By the time you got this last stretch of Season One, you saw them take off in those last few episodes with Project Moonbase, Untamed Youth, The Black Scorpion, and this one, Moon Zero Two. (There’s also Women of the Prehistoric Planet, which is technically the last episode of Season 1, but it got shuffled in as the fourth episode, but that’s an entirely unrelated can of worms.)

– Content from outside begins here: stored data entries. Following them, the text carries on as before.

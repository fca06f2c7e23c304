// ─────────────────────────────────────────────────────────────────────
// SCPN TI Envelope — Field Solver Seam
// © 1998–2026 Miroslav Šotek. All rights reserved.
// Contact: www.anulum.li | protoscience@anulum.li
// ORCID: https://orcid.org/0009-0009-3560-0851
// License: GNU AGPL v3 | Commercial licensing available
// ─────────────────────────────────────────────────────────────────────
//! The finite-element solve is delegated to an external program.
//!
//! Output locations are decided by [`FieldNaming`], not by the solver, so
//! callers and tests can point the pipeline at any pair of field files.

use crate::session::Session;
use log::{debug, info};
use std::path::{Path, PathBuf};
use std::process::Command;
use ti_types::error::{TiError, TiResult};

pub const DEFAULT_SOLVER_PROGRAM: &str = "simnibs_ti_solve";

/// Locations of the two solved field archives.
#[derive(Debug, Clone, PartialEq, Eq)]
pub struct FieldPaths {
    pub first: PathBuf,
    pub second: PathBuf,
}

impl FieldPaths {
    pub fn new(first: impl Into<PathBuf>, second: impl Into<PathBuf>) -> Self {
        FieldPaths {
            first: first.into(),
            second: second.into(),
        }
    }

    pub fn ensure_exist(&self) -> TiResult<()> {
        for path in [&self.first, &self.second] {
            if !path.is_file() {
                return Err(TiError::FieldFileMissing { path: path.clone() });
            }
        }
        Ok(())
    }

    pub fn to_array(&self) -> [PathBuf; 2] {
        [self.first.clone(), self.second.clone()]
    }
}

impl From<[PathBuf; 2]> for FieldPaths {
    fn from([first, second]: [PathBuf; 2]) -> Self {
        FieldPaths { first, second }
    }
}

/// File-name patterns for solver output and derived files.
/// `{subject}` and `{index}` are substituted.
#[derive(Debug, Clone, PartialEq, Eq)]
pub struct FieldNaming {
    pub field_pattern: String,
    pub envelope_pattern: String,
    pub report_pattern: String,
    pub session_pattern: String,
}

impl Default for FieldNaming {
    fn default() -> Self {
        FieldNaming {
            field_pattern: "{subject}_TDCS_{index}_scalar.npz".to_string(),
            envelope_pattern: "{subject}_TI_envelope.npz".to_string(),
            report_pattern: "{subject}_TI_report.json".to_string(),
            session_pattern: "{subject}_session.json".to_string(),
        }
    }
}

fn expand(pattern: &str, subject: &str, index: usize) -> String {
    pattern
        .replace("{subject}", subject)
        .replace("{index}", &index.to_string())
}

impl FieldNaming {
    /// Solved field of pair `index` (1-based).
    pub fn field_file(&self, out_dir: &Path, subject: &str, index: usize) -> PathBuf {
        out_dir.join(expand(&self.field_pattern, subject, index))
    }

    pub fn field_paths(&self, out_dir: &Path, subject: &str) -> FieldPaths {
        FieldPaths::new(
            self.field_file(out_dir, subject, 1),
            self.field_file(out_dir, subject, 2),
        )
    }

    pub fn envelope_file(&self, out_dir: &Path, subject: &str) -> PathBuf {
        out_dir.join(expand(&self.envelope_pattern, subject, 0))
    }

    pub fn report_file(&self, out_dir: &Path, subject: &str) -> PathBuf {
        out_dir.join(expand(&self.report_pattern, subject, 0))
    }

    pub fn session_file(&self, out_dir: &Path, subject: &str) -> PathBuf {
        out_dir.join(expand(&self.session_pattern, subject, 0))
    }
}

/// Produces the two electric-field solutions for a session.
pub trait FieldSolver {
    fn solve(&self, session: &Session) -> TiResult<FieldPaths>;
}

/// Runs a solver executable once, blocking until it exits.
///
/// The program receives `args` followed by the path of the session JSON.
#[derive(Debug, Clone)]
pub struct ExternalSolver {
    pub program: String,
    pub args: Vec<String>,
    pub naming: FieldNaming,
}

impl Default for ExternalSolver {
    fn default() -> Self {
        Self::new(DEFAULT_SOLVER_PROGRAM)
    }
}

impl ExternalSolver {
    pub fn new(program: impl Into<String>) -> Self {
        ExternalSolver {
            program: program.into(),
            args: Vec::new(),
            naming: FieldNaming::default(),
        }
    }

    pub fn with_args(mut self, args: Vec<String>) -> Self {
        self.args = args;
        self
    }

    pub fn with_naming(mut self, naming: FieldNaming) -> Self {
        self.naming = naming;
        self
    }
}

impl FieldSolver for ExternalSolver {
    fn solve(&self, session: &Session) -> TiResult<FieldPaths> {
        let session_path = self
            .naming
            .session_file(&session.output_dir, &session.subject);
        session.write_json(&session_path)?;

        info!("Running {} for '{}'", self.program, session.subject);
        debug!("  args: {:?} {}", self.args, session_path.display());
        let status = Command::new(&self.program)
            .args(&self.args)
            .arg(&session_path)
            .status()
            .map_err(|source| TiError::SolverLaunch {
                program: self.program.clone(),
                source,
            })?;
        if !status.success() {
            return Err(TiError::SolverFailed {
                program: self.program.clone(),
                status: status.to_string(),
            });
        }

        let paths = self
            .naming
            .field_paths(&session.output_dir, &session.subject);
        paths.ensure_exist()?;
        Ok(paths)
    }
}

Anywho, this movie makes for a fun and breezy MST3K experience, because it’s at once imaginative and utterly goofy. There are some nifty aesthetic designs, which still draw the funny ire of the gang (Crow: “In space, no one can art direct!”). There’s also the stuff that doesn’t work so well on an aesthetic level, like the Wild West saloon that Joel likens to “Hee Haw 1999” or the ridiculous outer space travel garb that has Crow quipping: “I’m here for the Gumby wedding!” Not to mention the bad guys’ curiously color-coated astronaut outfits, which amazes Crow into remarking that “they come in great flavors, too!”


To build off of what @amass79 commented earlier, I love Don Ellis’s brassy jazz-inspired music, since I dug what he did for The French Connection. The score also inspires some choice riffing, too, with Joel remarking during a particularly tense sequence: “Shut up that jazz combo, I’m nervous enough as it is!” You’ve got another good one when a space buggy blows up a little after that previous moment, causing Servo to lament that it’s “The day the music died.”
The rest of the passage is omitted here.